26 août 2007 à 19 h 35 min

Le traitement prescrit l’est aussi. Il nécessite un médicament, le Norditropine 5 mg qui coûte excessivement cher : plus de 12 millions de centimes par trimestre pour une thérapie devant durer trois années entières. A cet effet, le père désespéré dira:« La première année, cela s’est bien passé dès lors que j’ai été remboursé par la sécurité sociale, en plus, le médicament a été efficace puisque mon fils a grandi de 12cm. Mais par la suite, j’ai été informé que le médicament a changé, et le nouveau ne figure nullement dans la nomenclature des produits pharmaceutiques remboursables». En fait, c’est le même médicament qui se trouve présentement sur le marché, mis à part le grammage qui a changé. Alors que le premier était estampillé 4mg, le second est dosé à 5mg, «mais c’est toujours la même marque», affirme le père. Ce dernier court dans tous les sens et frappe à toutes les portes.

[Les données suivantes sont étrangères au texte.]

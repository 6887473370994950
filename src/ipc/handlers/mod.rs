pub mod core;
pub mod grades;
pub mod students;
use super::handlers;
use super::types::{AppState, Request};
use crate::ipc::error::err;
use tracing::debug;

pub fn handle_request(state: &mut AppState, req: Request) -> serde_json::Value {
    debug!(id = %req.id, method = %req.method, "request");

    if let Some(resp) = handlers::core::try_handle(state, &req) {
        return resp;
    }
    if let Some(resp) = handlers::students::try_handle(state, &req) {
        return resp;
    }
    if let Some(resp) = handlers::grades::try_handle(state, &req) {
        return resp;
    }

    err(
        &req.id,
        "not_implemented",
        format!("unknown method: {}", req.method),
        None,
    )
}
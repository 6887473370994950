use crate::ipc::error::{err, ok};
use crate::ipc::types::{AppState, Request};
use crate::store::Store;
use serde_json::json;
use std::path::{Path, PathBuf};
use tracing::info;

fn handle_health(state: &mut AppState, req: &Request) -> serde_json::Value {
    ok(
        &req.id,
        json!({
            "version": env!("CARGO_PKG_VERSION"),
            "workspacePath": state.workspace.as_ref().map(|p| p.to_string_lossy().to_string())
        }),
    )
}

/// Opens (or creates) the workspace database and makes it current.
pub fn select_workspace(state: &mut AppState, path: &Path) -> anyhow::Result<()> {
    let store = Store::open(path)?;
    state.workspace = Some(path.to_path_buf());
    state.store = Some(store);
    info!(workspace = %path.display(), "workspace selected");
    Ok(())
}

fn handle_workspace_select(state: &mut AppState, req: &Request) -> serde_json::Value {
    let p = req
        .params
        .get("path")
        .and_then(|v| v.as_str())
        .map(PathBuf::from);
    let Some(path) = p else {
        return err(&req.id, "bad_params", "missing params.path", None);
    };

    match select_workspace(state, &path) {
        Ok(()) => ok(&req.id, json!({ "workspacePath": path.to_string_lossy() })),
        Err(e) => err(&req.id, "db_open_failed", format!("{e:?}"), None),
    }
}

pub fn try_handle(state: &mut AppState, req: &Request) -> Option<serde_json::Value> {
    match req.method.as_str() {
        "health" => Some(handle_health(state, req)),
        "workspace.select" => Some(handle_workspace_select(state, req)),
        _ => None,
    }
}
mod error;
mod handlers;
mod helpers;
mod router;
mod types;

pub use error::bad_json;
pub use handlers::core::select_workspace;
pub use router::handle_request;
pub use types::{AppState, Request};
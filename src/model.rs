use crate::error::GradebookError;
use serde::Serialize;
use std::collections::BTreeMap;
use std::str::FromStr;

#[derive(Debug, Clone, Copy, PartialEq, Eq)]
pub enum ScoreType {
    Attendance,
    Quiz,
    Project,
    Exam,
}

impl ScoreType {
    pub const ALL: [ScoreType; 4] = [
        ScoreType::Attendance,
        ScoreType::Quiz,
        ScoreType::Project,
        ScoreType::Exam,
    ];

    pub fn as_str(self) -> &'static str {
        match self {
            ScoreType::Attendance => "Attendance",
            ScoreType::Quiz => "Quiz",
            ScoreType::Project => "Project",
            ScoreType::Exam => "Exam",
        }
    }
}

// Exact, case-sensitive match on the label.
impl FromStr for ScoreType {
    type Err = GradebookError;

    fn from_str(s: &str) -> Result<Self, Self::Err> {
        ScoreType::ALL
            .into_iter()
            .find(|t| t.as_str() == s)
            .ok_or_else(|| GradebookError::validation("invalid scoretype"))
    }
}

#[derive(Debug, Clone, Serialize)]
pub struct RegisteredStudent {
    pub studentgradeid: i64,
    #[serde(rename = "studentName")]
    pub student_name: String,
}

/// One `students.list` row: a student joined with its aggregate row.
#[derive(Debug, Clone, Serialize)]
pub struct StudentRecord {
    pub studentgradeid: i64,
    #[serde(rename = "studentName")]
    pub student_name: String,
    pub computedgradeid: Option<i64>,
    pub totalattendance: f64,
    pub perfectattendancescore: f64,
    pub attendance10percent: f64,
    pub totalquiz: f64,
    pub perfectquizscore: f64,
    pub quiz15percent: f64,
    pub totalproject: f64,
    pub perfectprojectscore: f64,
    pub project30percent: f64,
    pub totalexam: f64,
    pub perfectexamscore: f64,
    pub exam45percent: f64,
    pub finalcomputedgrade: f64,
    pub transmutedgrade: String,
}

#[derive(Debug, Clone, Serialize)]
#[serde(rename_all = "camelCase")]
pub struct StudentRemoved {
    pub message: String,
    pub scores_deleted: usize,
    pub computed_grades_deleted: usize,
}

#[derive(Debug, Clone, Serialize)]
#[serde(rename_all = "camelCase")]
pub struct GradeDefined {
    pub message: String,
    pub gradeid: i64,
    pub scores_created: usize,
}

#[derive(Debug, Clone, Serialize)]
#[serde(rename_all = "camelCase")]
pub struct GradeRemoved {
    pub message: String,
    pub scores_deleted: usize,
}

#[derive(Debug, Clone, Serialize)]
pub struct CeilingRevised {
    pub message: String,
    pub gradeid: i64,
    pub perfectscore: f64,
}

#[derive(Debug, Clone, Serialize)]
#[serde(rename_all = "camelCase")]
pub struct ScoreRecorded {
    pub message: String,
    pub scoreid: i64,
    pub new_score: f64,
}

#[derive(Debug, Clone, Serialize)]
#[serde(rename_all = "camelCase")]
pub struct AttendanceRecorded {
    pub message: String,
    pub scoreid: i64,
    pub attendance_status: String,
    pub score: f64,
}

#[derive(Debug, Clone, PartialEq, Serialize)]
#[serde(rename_all = "camelCase")]
pub struct GradebookHeader {
    pub gradeid: i64,
    pub perfectscore: f64,
    pub attendance_date: Option<String>,
}

#[derive(Debug, Clone, PartialEq, Serialize)]
#[serde(rename_all = "camelCase")]
pub struct ScoreCell {
    pub scoreid: i64,
    pub score: Option<f64>,
    pub attendance_status: String,
}

impl ScoreCell {
    /// Placeholder for a (student, grade) pair with no score row.
    pub fn missing() -> Self {
        Self {
            scoreid: 0,
            score: None,
            attendance_status: String::new(),
        }
    }
}

#[derive(Debug, Clone, Serialize)]
#[serde(rename_all = "camelCase")]
pub struct GradebookRow {
    pub studentgradeid: i64,
    pub student_name: String,
    pub scores: BTreeMap<i64, ScoreCell>,
}

#[derive(Debug, Clone, Serialize)]
pub struct Gradebook {
    pub headers: Vec<GradebookHeader>,
    pub students: Vec<GradebookRow>,
}
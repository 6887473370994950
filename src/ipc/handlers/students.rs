use crate::ipc::helpers::{get_required_id, to_result, with_store, HandlerErr};
use crate::ipc::types::{AppState, Request};
use crate::store::Store;
use crate::students::StudentRegistry;

type HandlerResult = Result<serde_json::Value, HandlerErr>;

fn students_create(store: &Store, params: &serde_json::Value) -> HandlerResult {
    // A missing or non-string name is the same failure as a blank one.
    let name = params
        .get("studentName")
        .and_then(|v| v.as_str())
        .unwrap_or("");
    to_result(StudentRegistry::new(store).register(name)?)
}

fn students_list(store: &Store, _params: &serde_json::Value) -> HandlerResult {
    to_result(StudentRegistry::new(store).list_all()?)
}

fn students_delete(store: &Store, params: &serde_json::Value) -> HandlerResult {
    let studentgradeid = get_required_id(params, "studentgradeid")?;
    to_result(StudentRegistry::new(store).remove(studentgradeid)?)
}

pub fn try_handle(state: &mut AppState, req: &Request) -> Option<serde_json::Value> {
    match req.method.as_str() {
        "students.create" => Some(with_store(state, req, students_create)),
        "students.list" => Some(with_store(state, req, students_list)),
        "students.delete" => Some(with_store(state, req, students_delete)),
        _ => None,
    }
}
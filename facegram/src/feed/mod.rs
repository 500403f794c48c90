pub mod coordinator;
pub mod debounce;
pub mod liveness;
pub mod pager;
pub mod posts;
pub mod proximity;

use async_trait::async_trait;
use thiserror::Error;

pub use coordinator::{spawn_feed, FeedEvent, FeedHandle, FeedSettings};
pub use pager::{PageOutcome, PageRequest, PageSizePolicy, Pager};
pub use proximity::Viewport;

/// Why a page fetch failed. Every variant is recoverable by retrying the same page.
#[derive(Debug, Clone, PartialEq, Eq, Error)]
pub enum FetchError {
    /// No response: connection refused, DNS, TLS, or an HTTP-layer timeout.
    #[error("network error: {0}")]
    Network(String),
    /// The server answered with a non-success status or an unreadable body.
    #[error("server error ({status}): {message}")]
    Server { status: u16, message: String },
}

/// A paginated collection the coordinator can pull from.
///
/// Implementations must be idempotent per `(page, size)` pair.
#[async_trait]
pub trait PageSource: Send + Sync {
    type Item: Clone + Send + Sync + 'static;

    async fn fetch_page(&self, page: u32, size: u32) -> Result<Vec<Self::Item>, FetchError>;
}
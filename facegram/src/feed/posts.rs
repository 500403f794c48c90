use super::{FetchError, PageSource};
use crate::api::types::Post;
use crate::api::FacegramRest;
use crate::session::Session;
use async_trait::async_trait;
use std::sync::Arc;

/// The home timeline, paged through `GET v1/posts`.
pub struct HomeFeed {
    rest: Arc<FacegramRest>,
    session: Session,
}

impl HomeFeed {
    pub fn new(rest: Arc<FacegramRest>, session: Session) -> Self {
        Self { rest, session }
    }
}

#[async_trait]
impl PageSource for HomeFeed {
    type Item = Post;

    async fn fetch_page(&self, page: u32, size: u32) -> Result<Vec<Post>, FetchError> {
        self.rest
            .list_posts(&self.session, page, size)
            .await
            .map_err(FetchError::from)
    }
}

A part la pitié, voire un semblant de compassion émis du bout des lèvres, concrètement, il ne voit rien venir. Au CHU, où il a été recommandé par les services du ministère de la santé en vertu de la circulaire 007 du 22 /11/2005 faisant obligation aux établissements sanitaires des lieux de résidence d’assurer les soins thérapeutiques en les endossant budgétairement, le père affirme que le médecin-chef du service de pédiatrie lui a suggéré de refaire le bilan de la maladie de son fils car « une autre pathologie est suspectée» au lieu de celle pour laquelle il se fait soigner en ce moment même. Pour en savoir plus, nous avons contacté le directeur du CHU qui se dit prêt à aider l’enfant. «C’est même un devoir de le faire à condition qu’il soit soumis à la contre- expertise préconisée par le médecin-chef de la pédiatrie»dira- t-il.
Le directeur du CHU qui est aussi professeur en pédiatrie, enfourche cette fois-ci sa posture de gestionnaire et de responsable des finances de l’organisme dont il a la charge pour justifier les dépenses induites par le traitement de l’enfant. Mais parions que lui, le médecin-chef de la pédiatrie et le père de l’enfant, sauront trouver une solution qui, au-delà de toutes les considérations matérielles, relèvera d’abord de l’humanitaire.